Stored items —
○ ○ ○ ○

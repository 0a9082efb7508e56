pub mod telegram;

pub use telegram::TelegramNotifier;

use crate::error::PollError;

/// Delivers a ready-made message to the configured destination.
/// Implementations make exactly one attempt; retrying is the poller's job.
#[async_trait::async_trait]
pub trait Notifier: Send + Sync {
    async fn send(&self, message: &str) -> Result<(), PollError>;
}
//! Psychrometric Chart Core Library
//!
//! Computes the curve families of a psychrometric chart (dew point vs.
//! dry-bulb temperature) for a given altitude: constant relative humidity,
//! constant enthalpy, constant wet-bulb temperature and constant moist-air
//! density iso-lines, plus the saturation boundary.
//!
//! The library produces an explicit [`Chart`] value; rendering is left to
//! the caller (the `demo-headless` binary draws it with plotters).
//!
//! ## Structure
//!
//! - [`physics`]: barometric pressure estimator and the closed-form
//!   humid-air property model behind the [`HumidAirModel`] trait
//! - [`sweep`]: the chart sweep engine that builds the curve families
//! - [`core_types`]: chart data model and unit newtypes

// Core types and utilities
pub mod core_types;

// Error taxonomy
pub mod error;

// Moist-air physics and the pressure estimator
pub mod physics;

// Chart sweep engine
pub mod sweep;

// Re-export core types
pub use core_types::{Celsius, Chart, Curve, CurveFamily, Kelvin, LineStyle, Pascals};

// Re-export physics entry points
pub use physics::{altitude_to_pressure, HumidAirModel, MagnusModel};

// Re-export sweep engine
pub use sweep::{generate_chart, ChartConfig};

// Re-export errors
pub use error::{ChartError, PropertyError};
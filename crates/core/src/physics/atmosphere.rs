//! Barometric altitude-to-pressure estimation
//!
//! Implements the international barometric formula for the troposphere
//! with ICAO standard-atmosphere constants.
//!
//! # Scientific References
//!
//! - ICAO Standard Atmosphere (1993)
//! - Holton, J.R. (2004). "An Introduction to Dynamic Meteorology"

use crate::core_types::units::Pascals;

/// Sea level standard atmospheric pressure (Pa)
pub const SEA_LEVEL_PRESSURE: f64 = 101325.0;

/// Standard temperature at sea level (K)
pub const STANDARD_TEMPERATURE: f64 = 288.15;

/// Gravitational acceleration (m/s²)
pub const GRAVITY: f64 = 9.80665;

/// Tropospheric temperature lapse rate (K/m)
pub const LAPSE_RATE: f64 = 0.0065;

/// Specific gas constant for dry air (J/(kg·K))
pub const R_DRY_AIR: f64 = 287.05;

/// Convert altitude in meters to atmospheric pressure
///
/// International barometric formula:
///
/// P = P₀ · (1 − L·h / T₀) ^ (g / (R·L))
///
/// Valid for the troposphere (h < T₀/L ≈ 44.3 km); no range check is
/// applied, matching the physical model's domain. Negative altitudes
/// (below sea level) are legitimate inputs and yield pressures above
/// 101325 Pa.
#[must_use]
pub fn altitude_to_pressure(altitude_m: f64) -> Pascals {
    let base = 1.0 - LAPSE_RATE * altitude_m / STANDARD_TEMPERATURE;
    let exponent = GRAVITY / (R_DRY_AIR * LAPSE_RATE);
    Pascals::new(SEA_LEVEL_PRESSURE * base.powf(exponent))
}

○ ○ ○ ○

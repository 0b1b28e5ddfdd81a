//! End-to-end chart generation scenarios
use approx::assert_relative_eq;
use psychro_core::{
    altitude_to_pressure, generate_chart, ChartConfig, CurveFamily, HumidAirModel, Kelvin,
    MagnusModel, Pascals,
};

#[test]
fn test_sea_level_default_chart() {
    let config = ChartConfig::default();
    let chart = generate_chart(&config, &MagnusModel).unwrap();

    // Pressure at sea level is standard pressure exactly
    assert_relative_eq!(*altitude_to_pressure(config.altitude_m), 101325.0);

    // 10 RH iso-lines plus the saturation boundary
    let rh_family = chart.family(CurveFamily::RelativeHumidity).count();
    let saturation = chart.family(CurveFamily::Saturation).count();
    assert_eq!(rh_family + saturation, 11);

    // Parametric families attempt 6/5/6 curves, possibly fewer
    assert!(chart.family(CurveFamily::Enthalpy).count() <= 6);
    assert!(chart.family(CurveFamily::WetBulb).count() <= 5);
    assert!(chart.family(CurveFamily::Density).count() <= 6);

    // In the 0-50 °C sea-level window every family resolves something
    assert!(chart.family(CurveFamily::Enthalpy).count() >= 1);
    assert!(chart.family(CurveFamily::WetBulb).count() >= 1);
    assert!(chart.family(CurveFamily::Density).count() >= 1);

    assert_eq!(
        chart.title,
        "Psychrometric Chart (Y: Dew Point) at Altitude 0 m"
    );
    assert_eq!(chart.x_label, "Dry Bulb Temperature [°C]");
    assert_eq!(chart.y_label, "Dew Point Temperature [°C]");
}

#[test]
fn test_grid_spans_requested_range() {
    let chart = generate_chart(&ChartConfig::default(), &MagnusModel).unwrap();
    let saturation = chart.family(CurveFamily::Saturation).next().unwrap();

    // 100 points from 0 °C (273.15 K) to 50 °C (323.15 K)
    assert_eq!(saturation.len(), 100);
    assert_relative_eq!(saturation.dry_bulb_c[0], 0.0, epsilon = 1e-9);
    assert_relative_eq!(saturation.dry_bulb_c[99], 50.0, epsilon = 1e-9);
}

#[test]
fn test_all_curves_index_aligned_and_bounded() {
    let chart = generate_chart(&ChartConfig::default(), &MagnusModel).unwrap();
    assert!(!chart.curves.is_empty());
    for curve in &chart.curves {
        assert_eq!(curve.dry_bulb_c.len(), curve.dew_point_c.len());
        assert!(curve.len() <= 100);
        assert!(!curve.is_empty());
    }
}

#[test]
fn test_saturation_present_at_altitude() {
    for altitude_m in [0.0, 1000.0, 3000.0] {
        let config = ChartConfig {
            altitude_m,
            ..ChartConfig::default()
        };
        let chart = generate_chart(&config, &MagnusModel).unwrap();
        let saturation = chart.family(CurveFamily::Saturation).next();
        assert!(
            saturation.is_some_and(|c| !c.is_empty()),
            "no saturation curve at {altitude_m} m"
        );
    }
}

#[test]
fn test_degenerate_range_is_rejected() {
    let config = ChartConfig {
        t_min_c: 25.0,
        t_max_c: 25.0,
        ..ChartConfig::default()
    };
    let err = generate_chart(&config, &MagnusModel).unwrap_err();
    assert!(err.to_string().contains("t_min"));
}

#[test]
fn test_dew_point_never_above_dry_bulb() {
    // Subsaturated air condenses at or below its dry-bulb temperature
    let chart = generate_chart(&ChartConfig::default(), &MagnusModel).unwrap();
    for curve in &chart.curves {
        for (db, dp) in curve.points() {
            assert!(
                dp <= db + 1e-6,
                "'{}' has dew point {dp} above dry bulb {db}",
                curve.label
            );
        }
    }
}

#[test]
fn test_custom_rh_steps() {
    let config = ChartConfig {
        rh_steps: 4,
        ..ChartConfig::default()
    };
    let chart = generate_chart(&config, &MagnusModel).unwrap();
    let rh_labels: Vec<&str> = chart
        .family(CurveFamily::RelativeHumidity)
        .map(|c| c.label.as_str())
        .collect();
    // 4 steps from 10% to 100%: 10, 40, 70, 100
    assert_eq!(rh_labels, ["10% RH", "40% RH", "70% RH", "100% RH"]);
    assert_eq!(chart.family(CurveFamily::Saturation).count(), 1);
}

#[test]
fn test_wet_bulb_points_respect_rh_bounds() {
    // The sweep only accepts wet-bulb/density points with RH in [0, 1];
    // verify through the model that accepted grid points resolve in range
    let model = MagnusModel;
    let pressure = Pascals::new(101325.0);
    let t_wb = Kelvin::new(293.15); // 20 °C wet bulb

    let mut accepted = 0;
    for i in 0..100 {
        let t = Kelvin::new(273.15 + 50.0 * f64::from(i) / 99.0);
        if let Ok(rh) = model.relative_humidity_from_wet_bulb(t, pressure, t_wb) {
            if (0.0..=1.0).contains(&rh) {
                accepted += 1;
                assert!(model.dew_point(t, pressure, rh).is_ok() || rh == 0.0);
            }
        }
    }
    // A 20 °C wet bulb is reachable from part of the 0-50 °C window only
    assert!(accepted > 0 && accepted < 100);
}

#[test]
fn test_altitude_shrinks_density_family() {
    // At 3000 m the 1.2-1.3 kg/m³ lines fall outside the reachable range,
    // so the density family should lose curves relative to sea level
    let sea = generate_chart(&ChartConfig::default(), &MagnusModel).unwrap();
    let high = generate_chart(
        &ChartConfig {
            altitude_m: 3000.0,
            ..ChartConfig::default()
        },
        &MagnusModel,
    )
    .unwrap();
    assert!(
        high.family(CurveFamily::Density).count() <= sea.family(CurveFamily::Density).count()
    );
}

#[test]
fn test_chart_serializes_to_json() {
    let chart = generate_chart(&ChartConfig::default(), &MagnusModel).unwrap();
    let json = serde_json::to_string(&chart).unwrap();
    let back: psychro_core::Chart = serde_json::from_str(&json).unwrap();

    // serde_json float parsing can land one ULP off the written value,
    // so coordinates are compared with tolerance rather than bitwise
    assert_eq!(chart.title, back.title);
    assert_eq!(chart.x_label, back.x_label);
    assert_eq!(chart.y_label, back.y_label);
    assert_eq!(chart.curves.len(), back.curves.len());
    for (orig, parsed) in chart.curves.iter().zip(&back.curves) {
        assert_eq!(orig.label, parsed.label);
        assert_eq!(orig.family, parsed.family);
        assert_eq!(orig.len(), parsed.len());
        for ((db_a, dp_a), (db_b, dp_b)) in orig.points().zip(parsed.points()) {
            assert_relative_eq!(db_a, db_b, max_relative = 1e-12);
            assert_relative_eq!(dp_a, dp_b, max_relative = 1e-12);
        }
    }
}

○ ○ ○ ○

What you are asked to do — The reply should consist solely of the lines above from the one that has "pub mod physics;" through the one that has "pub fn altitude_to_pressure(altitude_m: f64)", reproduced exactly.

Answer to this problem —
pub mod physics;

// Chart sweep engine
pub mod sweep;

// Re-export core types
pub use core_types::{Celsius, Chart, Curve, CurveFamily, Kelvin, LineStyle, Pascals};

// Re-export physics entry points
pub use physics::{altitude_to_pressure, HumidAirModel, MagnusModel};

// Re-export sweep engine
pub use sweep::{generate_chart, ChartConfig};

// Re-export errors
pub use error::{ChartError, PropertyError};
filename crates/core/src/physics/atmosphere.rs
//! Barometric altitude-to-pressure estimation
//!
//! Implements the international barometric formula for the troposphere
//! with ICAO standard-atmosphere constants.
//!
//! # Scientific References
//!
//! - ICAO Standard Atmosphere (1993)
//! - Holton, J.R. (2004). "An Introduction to Dynamic Meteorology"

use crate::core_types::units::Pascals;

/// Sea level standard atmospheric pressure (Pa)
pub const SEA_LEVEL_PRESSURE: f64 = 101325.0;

/// Standard temperature at sea level (K)
pub const STANDARD_TEMPERATURE: f64 = 288.15;

/// Gravitational acceleration (m/s²)
pub const GRAVITY: f64 = 9.80665;

/// Tropospheric temperature lapse rate (K/m)
pub const LAPSE_RATE: f64 = 0.0065;

/// Specific gas constant for dry air (J/(kg·K))
pub const R_DRY_AIR: f64 = 287.05;

/// Convert altitude in meters to atmospheric pressure
///
/// International barometric formula:
///
/// P = P₀ · (1 − L·h / T₀) ^ (g / (R·L))
///
/// Valid for the troposphere (h < T₀/L ≈ 44.3 km); no range check is
/// applied, matching the physical model's domain. Negative altitudes
/// (below sea level) are legitimate inputs and yield pressures above
/// 101325 Pa.
#[must_use]
pub fn altitude_to_pressure(altitude_m: f64) -> Pascals {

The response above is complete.